Waldman's father, Joseph, left a $3-million estate to his second wife, by whom he had two sons who were teenagers when he died. But after consulting a Vancouver lawyer, Waldman learned they could sue under the Wills Variation Act in B.C. "We had a case, although I didn't know how strong it was," recalls Waldman, noting the statute allowed a court to vary a will under certain conditions.

Pursuing a claim against a deceased parent's estate is one of the toughest and thorniest challenges adult children may face. It can be very costly, with legal bills mounting in the tens of thousands of dollars, but also in terms of damage to family relationships. Indeed, it is a two-edged sword and you have to weigh the benefits against the stress and expense of litigation.

While other provinces allow claims only by minors or dependent children (such as a disabled child), British Columbia differs in that it permits independent adults to sue.

Yet every case of a disinherited child is different, says Judith Milliken, a Vancouver lawyer who works alongside her lawyer-husband, Trevor Todd, and whose practice is exclusively devoted to helping the disinherited at www.disinherited.com.

"The search is for contemporary justice. In section 2 of the Wills Variation Act, it talks about adequate provision for proper maintenance and support. If the will doesn't make proper maintenance and support for the spouse and children, then the court may vary the will -- to make it fair."

A parent has a legal obligation to support his or her children. Assuming the estate is large enough, moral obligations should be satisfied as well. "It's a matter of prioritizing competing claims," says Milliken, noting that legal obligations take precedence over moral obligations.

Consider the 35-year-old woman who had cerebral palsy but could not inherit her parents' estate until she turned 60. "We had a study done by an occupational therapist who said, 'This is what she needs to have a comfortable life.' The judge said, 'There is no reason why she should wait until she is 60 years of age.' There were all these needs that could be satisfied now," says Milliken, noting that a home-made will was at the root of the problem.

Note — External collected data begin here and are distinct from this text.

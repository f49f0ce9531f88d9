use once_cell::sync::Lazy;
use regex::{Captures, Regex};

use crate::constants::DEFAULT_PROMPT_TEMPLATE;

static PLACEHOLDER_REGEX: Lazy<Regex> = Lazy::new(|| {
    Regex::new(r"\{(geo_target|urls)\}").expect("Failed to compile placeholder regex")
});

/// Renders the slug prompt for one batch.
///
/// `{geo_target}` and `{urls}` are replaced in the template in a single pass,
/// so placeholder text inside the geo-target stays literal. A custom template
/// without `{urls}` gets the URL list appended, so the model always sees the
/// exact URLs it has to echo back.
pub fn build_prompt(template: Option<&str>, geo_target: &str, urls: &[String]) -> String {
    let template = template.unwrap_or(DEFAULT_PROMPT_TEMPLATE);
    let url_list = urls.join(", ");

    let prompt = PLACEHOLDER_REGEX.replace_all(template, |captures: &Captures<'_>| {
        match captures.get(1).map(|name| name.as_str()) {
            Some("urls") => url_list.clone(),
            _ => geo_target.to_string(),
        }
    });

    if template.contains("{urls}") {
        prompt.into_owned()
    } else {
        format!("{prompt}\nThe original URLs are: {url_list}.")
    }
}
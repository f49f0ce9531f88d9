//! The slugmap library crawls a website's sitemap.xml and asks an AI provider
//! to propose SEO-friendly, geo-targeted slugs for every page it lists.

mod adapter;
pub mod client;
pub mod constants;
pub mod error;
mod http;
pub mod normalize;
pub mod optimize;
pub mod prompt;
pub mod provider;
pub mod report;
pub mod sitemap;
pub mod slug;
pub mod storage;
pub mod validate;

/// Enum representing the file format of a results report.
#[derive(Clone, Copy, PartialEq, Eq, Debug, Default)]
pub enum ReportFormat {
    /// Pretty-printed JSON array
    #[default]
    Json,
    /// Tab-separated values with a header row
    Tsv,
}

impl std::str::FromStr for ReportFormat {
    type Err = String;

    fn from_str(input: &str) -> Result<Self, Self::Err> {
        match input.to_lowercase().as_str() {
            "json" => Ok(ReportFormat::Json),
            "tsv" => Ok(ReportFormat::Tsv),
            _ => Err(format!("Invalid report format: {}", input)),
        }
    }
}

pub use client::{SlugClient, SlugOptimizer};
pub use error::SlugError;
pub use normalize::map_results;
pub use optimize::{OptimizeContext, OptimizeJob, OptimizeReport, optimize_sitemap, optimize_urls};
pub use provider::{Provider, ProviderConfig};
pub use report::report;
pub use sitemap::SitemapCrawler;
pub use slug::{SlugResult, check_slug, get_slug};
pub use validate::{KeyProbe, validate_api_key};
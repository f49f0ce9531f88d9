//! The report module writes stored slug results to a file for review.

use anyhow::{Context, Result, bail};
use log::info;
use std::fs::OpenOptions;
use std::io::{BufWriter, Write};

use crate::ReportFormat;
use crate::slug::SlugResult;
use crate::storage::Storage;

/// Writes every stored result of the database to the output file.
///
/// # Arguments
///
/// * `db_path` - Path to the database holding the results of an optimization run
/// * `output_path` - Path to the output file, replaced if it exists
/// * `format` - JSON array or tab-separated table
///
/// # Returns
///
/// Returns `Ok(())` on success, or an error if any operation fails
///
/// # Errors
///
/// Returns an error if:
/// * Database operations fail
/// * File operations fail
/// * A TSV field contains a tab or line break
pub fn report(db_path: &str, output_path: &str, format: ReportFormat) -> Result<()> {
    let storage = Storage::new(db_path)?;

    info!("Reporting results from database {db_path} to {output_path}...");

    let results = storage.list_results()?;

    let file = OpenOptions::new()
        .create(true)
        .truncate(true)
        .write(true)
        .open(output_path)
        .with_context(|| format!("Failed to open report file: {output_path}"))?;
    let mut writer = BufWriter::new(file);

    match format {
        ReportFormat::Json => {
            serde_json::to_writer_pretty(&mut writer, &results)?;
            writeln!(writer)?;
        }
        ReportFormat::Tsv => write_tsv(&mut writer, &results)?,
    }
    writer.flush()?;

    info!("Reported {} results to {output_path}", results.len());
    Ok(())
}

fn write_tsv(writer: &mut impl Write, results: &[SlugResult]) -> Result<()> {
    writeln!(writer, "id\toriginal_url\tcurrent_slug\tproposed_slug")?;
    for result in results {
        let fields = [
            result.original_url(),
            result.current_slug(),
            result.proposed_slug(),
        ];
        if fields.iter().any(|field| field.contains(['\t', '\n', '\r'])) {
            bail!(
                "Result {} has a tab or line break and cannot be written as TSV",
                result.id()
            );
        }
        writeln!(
            writer,
            "{}\t{}\t{}\t{}",
            result.id(),
            result.original_url(),
            result.current_slug(),
            result.proposed_slug()
        )?;
    }

    Ok(())
}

Occasionally, a claimant may have avoided the stress of living within a dysfunctional family, leaving their aging parents to be influenced by others. They run the risk that otherwise helpful evidence may go missing, says Milliken. For example, cards or photographs corroborating the claimant's story may be destroyed. "The evidence could go missing," says Milliken, admitting that two such cases have been unsuccessful because of insufficient documentation to corroborate the claimant's story.

In Ontario, where the Succession Law Reform Act prevails, there is a two-step process. First, someone must fit within the definition of dependent: a spouse, parent, child or sibling. Second, you have to be someone to whom the deceased was providing support or was under a legal obligation to provide it.

"If you fit these definitions, a court will look beyond that and ask, 'Was adequate provision made for the proper support of that dependent?'" says Suzana Popovic-Montag, a managing partner at Toronto-based Hull & Hull LLP, who works exclusively in the area of estates and trusts.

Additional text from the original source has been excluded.